Да, из одного и того же источника. Одна часть этого не хочет быть такой, как все, — или думает, что она происходит не из одного и того же источника.
Но всё это просто игра — или то, что называется «божественной игрой»…
Это божественная игра бытия. И бытие совершенно не заинтересовано в идее о том, что кто–то это видит или не видит, так как нет никого другого, отличного от бытия… и отсутствие реализации — также бытие.
Так что бытие страдает, бытие смеётся, бытие ищет, бытие находит, бытие не находит. Нет ничего другого, кроме этого. И, конечно, всё это совершенно безукоризненно целостно — есть только это, и это — всё, что есть. Но в этой целостности есть нечто, что думает, что оно не является целостностью, что также является бытием, отдельным бытием.

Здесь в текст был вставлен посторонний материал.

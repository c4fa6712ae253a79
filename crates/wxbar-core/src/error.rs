//! Centralized error types for the wxbar host.
//!
//! The weather engine never surfaces failures to the person typing; these
//! types exist for the host itself (startup, configuration, provider setup).

use thiserror::Error;

/// Top-level application error type.
///
/// Use `user_message()` to get a message suitable for the terminal.
#[derive(Debug, Error)]
pub enum AppError {
    #[error("Network error: {0}")]
    Network(#[from] NetworkError),

    #[error("Configuration error: {0}")]
    Config(#[from] ConfigError),

    #[error("Weather service error: {0}")]
    Weather(#[from] WeatherError),

    #[error("IO error: {0}")]
    Io(#[from] std::io::Error),

    #[error("{0}")]
    Other(#[from] anyhow::Error),
}

impl AppError {
    /// Returns a short, non-technical message.
    pub fn user_message(&self) -> &'static str {
        match self {
            AppError::Network(e) => e.user_message(),
            AppError::Config(e) => e.user_message(),
            AppError::Weather(e) => e.user_message(),
            AppError::Io(_) => "A file operation failed. Please try again.",
            AppError::Other(_) => "An unexpected error occurred. Please try again.",
        }
    }
}

/// Network-related errors (HTTP, connectivity).
#[derive(Debug, Error)]
pub enum NetworkError {
    #[error("Connection failed: {0}")]
    ConnectionFailed(String),

    #[error("Request timed out")]
    Timeout,

    #[error("Server error: {status} - {message}")]
    ServerError { status: u16, message: String },

    #[error("TLS/SSL error: {0}")]
    TlsError(String),
}

impl NetworkError {
    pub fn user_message(&self) -> &'static str {
        match self {
            NetworkError::ConnectionFailed(_) => {
                "Unable to connect. Check your internet connection."
            }
            NetworkError::Timeout => "The request timed out. Please try again.",
            NetworkError::ServerError { status, .. } if *status >= 500 => {
                "The server is experiencing issues. Please try again later."
            }
            NetworkError::ServerError { .. } => "The request failed. Please try again.",
            NetworkError::TlsError(_) => "Secure connection failed. Check your network settings.",
        }
    }
}

/// Configuration errors.
#[derive(Debug, Error)]
pub enum ConfigError {
    #[error("Configuration file not found: {0}")]
    NotFound(String),

    #[error("Invalid configuration: {0}")]
    Invalid(String),
}

impl ConfigError {
    pub fn user_message(&self) -> &'static str {
        match self {
            ConfigError::NotFound(_) => "Configuration not found. Check the path.",
            ConfigError::Invalid(_) => "Invalid configuration. Check your settings.",
        }
    }
}

/// Weather provider setup errors.
#[derive(Debug, Error)]
pub enum WeatherError {
    #[error("Weather API error: {0}")]
    ApiError(String),

    #[error("Invalid API key")]
    InvalidApiKey,

    #[error("Fixture data unreadable: {0}")]
    Fixture(String),
}

impl WeatherError {
    pub fn user_message(&self) -> &'static str {
        match self {
            WeatherError::ApiError(_) => "Weather service error. Please try again.",
            WeatherError::InvalidApiKey => "Weather API key is invalid. Check settings.",
            WeatherError::Fixture(_) => "Sample weather data could not be loaded.",
        }
    }
}

/// Extension trait for converting reqwest errors to our error types.
pub trait ReqwestErrorExt {
    fn into_network_error(self) -> NetworkError;
}

impl ReqwestErrorExt for reqwest::Error {
    fn into_network_error(self) -> NetworkError {
        if self.is_timeout() {
            NetworkError::Timeout
        } else if self.is_connect() {
            NetworkError::ConnectionFailed(self.to_string())
        } else if let Some(status) = self.status() {
            NetworkError::ServerError {
                status: status.as_u16(),
                message: self.to_string(),
            }
        } else if self.is_builder() {
            NetworkError::TlsError(self.to_string())
        } else {
            NetworkError::ConnectionFailed(self.to_string())
        }
    }
}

У бытия нет никаких потребностей. Но то, что возникает внутри бытия, — это явная нужда и потребность обнаружить, что нет никакой нужды и потребности.
И тайна этого непостижима — это просто загадка.
И поиск этого отражён в мире, в котором мы живём, так как всё, что мы делаем, — это поиск этого. Вся религия, все видимые личные стремления — всё это просто поиск этого не–знания.
Прекращение внимания, ощущения отдельности?
Это поиск состояния, в котором мы — не отдельны. Ищущий этого не видит, так как это безвременное бытие — вечное бытие, которое находится за пределами времени, пространства и достижимости. Поэтому то, чего мы пытаемся достичь, не может быть достигнуто, так как оно уже является всем, что есть.
Достаточно трудно принять — мне лично достаточно трудно принять тот факт, что духовный поиск не лучше, не более возвышенный и не более благородный, чем поиск денег, секса, власти или чего–либо ещё.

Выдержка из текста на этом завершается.